Each entry is to be retyped exactly as it stands.

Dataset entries
--- START ---
//! Error types for the resumeflow engine.
//!
//! `EngineError` covers the exceptional conditions: corrupt or unreadable
//! state, programmer errors such as illegal status transitions, and I/O.
//! Faults raised by stage executors are not engine errors; they are values
//! of [`crate::recovery::StageFault`] handed to the recovery manager.

use crate::core::StageStatus;
use serde::{Deserialize, Serialize};
use std::collections::HashMap;
use std::path::PathBuf;
use thiserror::Error;

/// Convenience result alias for engine operations.
pub type EngineResult<T> = Result<T, EngineError>;

/// The main error type for engine operations.
#[derive(Debug, Error)]
pub enum EngineError {
    /// A stage status transition was not allowed from its current status.
    #[error("{0}")]
    InvalidTransition(#[from] InvalidTransitionError),

    /// A persisted state failed checksum verification.
    #[error("{0}")]
    Integrity(#[from] IntegrityError),

    /// A persisted state could not be migrated to the current schema.
    #[error("{0}")]
    Migration(#[from] MigrationError),

    /// The named stage is not declared in the pipeline.
    #[error("Unknown stage: '{0}'")]
    UnknownStage(String),

    /// A stage was started while another stage is still running.
    #[error("Cannot start stage '{requested}': stage '{running}' is still running")]
    StageAlreadyRunning {
        /// The stage currently running.
        running: String,
        /// The stage that was requested.
        requested: String,
    },

    /// A stage was started before one of its dependencies settled.
    #[error("Stage '{stage}' depends on '{dependency}' which has not completed")]
    DependencyNotSatisfied {
        /// The stage being started.
        stage: String,
        /// The unsatisfied dependency.
        dependency: String,
    },

    /// The pipeline definition is malformed.
    #[error("Invalid pipeline: {0}")]
    InvalidPipeline(String),

    /// A workflow id cannot be used as a file name component.
    #[error("Invalid workflow id: '{0}'")]
    InvalidWorkflowId(String),

    /// The workflow has no inputs to hand to stage executors.
    #[error("Workflow '{0}' has no inputs")]
    MissingInputs(String),

    /// No executor is registered for a stage.
    #[error("No executor registered for stage '{0}'")]
    NoExecutor(String),

    /// A configuration value is invalid.
    #[error("Configuration error: {0}")]
    Config(String),

    /// Serialization/deserialization error.
    #[error("Serialization error: {0}")]
    Serialization(#[from] serde_json::Error),

    /// IO error on a specific path.
    #[error("IO error at {}: {source}", .path.display())]
    Io {
        /// The path being accessed.
        path: PathBuf,
        /// The underlying error.
        #[source]
        source: std::io::Error,
    },
}

impl EngineError {
    /// Wraps an IO error with the path that caused it.
    #[must_use]
    pub fn io(path: impl Into<PathBuf>, source: std::io::Error) -> Self {
        Self::Io {
            path: path.into(),
            source,
        }
    }

    /// Returns true for errors caused by corrupt or incompatible persisted data.
    ///
    /// These are never worth retrying.
    #[must_use]
    pub fn is_data_error(&self) -> bool {
        matches!(
            self,
            Self::Integrity(_) | Self::Migration(_) | Self::Serialization(_)
        )
    }
}

/// Error raised when a stage transition is not permitted.
#[derive(Debug, Clone, Error)]
#[error("Invalid transition for stage '{stage}': cannot {action} from '{from}'")]
pub struct InvalidTransitionError {
    /// The stage name.
    pub stage: String,
    /// The status the stage was in.
    pub from: StageStatus,
    /// The attempted transition.
    pub action: &'static str,
}

impl InvalidTransitionError {
    /// Creates a new invalid transition error.
    #[must_use]
    pub fn new(stage: impl Into<String>, from: StageStatus, action: &'static str) -> Self {
        Self {
            stage: stage.into(),
            from,
            action,
        }
    }
}

/// Error raised when a stored checksum does not match the recomputed one.
#[derive(Debug, Clone, Error, Serialize, Deserialize)]
#[error("Integrity check failed for workflow '{workflow_id}': expected checksum {expected}, computed {actual}")]
pub struct IntegrityError {
    /// The workflow whose state is corrupt.
    pub workflow_id: String,
    /// The checksum stored alongside the state.
    pub expected: String,
    /// The checksum computed from the stored content.
    pub actual: String,
}

impl IntegrityError {
    /// Creates a new integrity error.
    #[must_use]
    pub fn new(
        workflow_id: impl Into<String>,
        expected: impl Into<String>,
        actual: impl Into<String>,
    ) -> Self {
        Self {
            workflow_id: workflow_id.into(),
            expected: expected.into(),
            actual: actual.into(),
        }
    }

    /// Converts to a dictionary representation.
    #[must_use]
    pub fn to_dict(&self) -> HashMap<String, serde_json::Value> {
        let mut map = HashMap::new();
        map.insert("type".to_string(), serde_json::json!("IntegrityError"));
        map.insert("workflow_id".to_string(), serde_json::json!(self.workflow_id));
        map.insert("expected".to_string(), serde_json::json!(self.expected));
        map.insert("actual".to_string(), serde_json::json!(self.actual));
        map.insert("message".to_string(), serde_json::json!(self.to_string()));
        map
    }
}

/// Errors from the schema migration chain.
#[derive(Debug, Clone, Error)]
pub enum MigrationError {
    /// The stored version is newer than this build understands.
    #[error("Cannot migrate state from version {found} down to {current}")]
    Downgrade {
        /// Version found on disk.
        found: String,
        /// Version this build writes.
        current: String,
    },

    /// The stored version is not part of the chain.
    #[error("Unknown state schema version: {0}")]
    UnknownVersion(String),

    /// The stored document does not have the shape a migration expects.
    #[error("Malformed state for migration {from} -> {to}: {reason}")]
    Malformed {
        /// Source version of the failing step.
        from: String,
        /// Target version of the failing step.
        to: String,
        /// What was wrong.
        reason: String,
    },
}

impl MigrationError {
    /// Creates a malformed-document error.
    #[must_use]
    pub fn malformed(from: &str, to: &str, reason: impl Into<String>) -> Self {
        Self::Malformed {
            from: from.to_string(),
            to: to.to_string(),
            reason: reason.into(),
        }
    }
}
--- END ---
— SOLVED PROBLEM —
//! Error types for the resumeflow engine.
//!
//! `EngineError` covers the exceptional conditions: corrupt or unreadable
//! state, programmer errors such as illegal status transitions, and I/O.
//! Faults raised by stage executors are not engine errors; they are values
//! of [`crate::recovery::StageFault`] handed to the recovery manager.

use crate::core::StageStatus;
use serde::{Deserialize, Serialize};
use std::collections::HashMap;
use std::path::PathBuf;
use thiserror::Error;

/// Convenience result alias for engine operations.
pub type EngineResult<T> = Result<T, EngineError>;

/// The main error type for engine operations.
#[derive(Debug, Error)]
pub enum EngineError {
    /// A stage status transition was not allowed from its current status.
    #[error("{0}")]
    InvalidTransition(#[from] InvalidTransitionError),

    /// A persisted state failed checksum verification.
    #[error("{0}")]
    Integrity(#[from] IntegrityError),

    /// A persisted state could not be migrated to the current schema.
    #[error("{0}")]
    Migration(#[from] MigrationError),

    /// The named stage is not declared in the pipeline.
    #[error("Unknown stage: '{0}'")]
    UnknownStage(String),

    /// A stage was started while another stage is still running.
    #[error("Cannot start stage '{requested}': stage '{running}' is still running")]
    StageAlreadyRunning {
        /// The stage currently running.
        running: String,
        /// The stage that was requested.
        requested: String,
    },

    /// A stage was started before one of its dependencies settled.
    #[error("Stage '{stage}' depends on '{dependency}' which has not completed")]
    DependencyNotSatisfied {
        /// The stage being started.
        stage: String,
        /// The unsatisfied dependency.
        dependency: String,
    },

    /// The pipeline definition is malformed.
    #[error("Invalid pipeline: {0}")]
    InvalidPipeline(String),

    /// A workflow id cannot be used as a file name component.
    #[error("Invalid workflow id: '{0}'")]
    InvalidWorkflowId(String),

    /// The workflow has no inputs to hand to stage executors.
    #[error("Workflow '{0}' has no inputs")]
    MissingInputs(String),

    /// No executor is registered for a stage.
    #[error("No executor registered for stage '{0}'")]
    NoExecutor(String),

    /// A configuration value is invalid.
    #[error("Configuration error: {0}")]
    Config(String),

    /// Serialization/deserialization error.
    #[error("Serialization error: {0}")]
    Serialization(#[from] serde_json::Error),

    /// IO error on a specific path.
    #[error("IO error at {}: {source}", .path.display())]
    Io {
        /// The path being accessed.
        path: PathBuf,
        /// The underlying error.
        #[source]
        source: std::io::Error,
    },
}

impl EngineError {
    /// Wraps an IO error with the path that caused it.
    #[must_use]
    pub fn io(path: impl Into<PathBuf>, source: std::io::Error) -> Self {
        Self::Io {
            path: path.into(),
            source,
        }
    }

    /// Returns true for errors caused by corrupt or incompatible persisted data.
    ///
    /// These are never worth retrying.
    #[must_use]
    pub fn is_data_error(&self) -> bool {
        matches!(
            self,
            Self::Integrity(_) | Self::Migration(_) | Self::Serialization(_)
        )
    }
}

/// Error raised when a stage transition is not permitted.
#[derive(Debug, Clone, Error)]
#[error("Invalid transition for stage '{stage}': cannot {action} from '{from}'")]
pub struct InvalidTransitionError {
    /// The stage name.
    pub stage: String,
    /// The status the stage was in.
    pub from: StageStatus,
    /// The attempted transition.
    pub action: &'static str,
}

impl InvalidTransitionError {
    /// Creates a new invalid transition error.
    #[must_use]
    pub fn new(stage: impl Into<String>, from: StageStatus, action: &'static str) -> Self {
        Self {
            stage: stage.into(),
            from,
            action,
        }
    }
}

/// Error raised when a stored checksum does not match the recomputed one.
#[derive(Debug, Clone, Error, Serialize, Deserialize)]
#[error("Integrity check failed for workflow '{workflow_id}': expected checksum {expected}, computed {actual}")]
pub struct IntegrityError {
    /// The workflow whose state is corrupt.
    pub workflow_id: String,
    /// The checksum stored alongside the state.
    pub expected: String,
    /// The checksum computed from the stored content.
    pub actual: String,
}

impl IntegrityError {
    /// Creates a new integrity error.
    #[must_use]
    pub fn new(
        workflow_id: impl Into<String>,
        expected: impl Into<String>,
        actual: impl Into<String>,
    ) -> Self {
        Self {
            workflow_id: workflow_id.into(),
            expected: expected.into(),
            actual: actual.into(),
        }
    }

    /// Converts to a dictionary representation.
    #[must_use]
    pub fn to_dict(&self) -> HashMap<String, serde_json::Value> {
        let mut map = HashMap::new();
        map.insert("type".to_string(), serde_json::json!("IntegrityError"));
        map.insert("workflow_id".to_string(), serde_json::json!(self.workflow_id));
        map.insert("expected".to_string(), serde_json::json!(self.expected));
        map.insert("actual".to_string(), serde_json::json!(self.actual));
        map.insert("message".to_string(), serde_json::json!(self.to_string()));
        map
    }
}

/// Errors from the schema migration chain.
#[derive(Debug, Clone, Error)]
pub enum MigrationError {
    /// The stored version is newer than this build understands.
    #[error("Cannot migrate state from version {found} down to {current}")]
    Downgrade {
        /// Version found on disk.
        found: String,
        /// Version this build writes.
        current: String,
    },

    /// The stored version is not part of the chain.
    #[error("Unknown state schema version: {0}")]
    UnknownVersion(String),

    /// The stored document does not have the shape a migration expects.
    #[error("Malformed state for migration {from} -> {to}: {reason}")]
    Malformed {
        /// Source version of the failing step.
        from: String,
        /// Target version of the failing step.
        to: String,
        /// What was wrong.
        reason: String,
    },
}

impl MigrationError {
    /// Creates a malformed-document error.
    #[must_use]
    pub fn malformed(from: &str, to: &str, reason: impl Into<String>) -> Self {
        Self::Malformed {
            from: from.to_string(),
            to: to.to_string(),
            reason: reason.into(),
        }
    }
}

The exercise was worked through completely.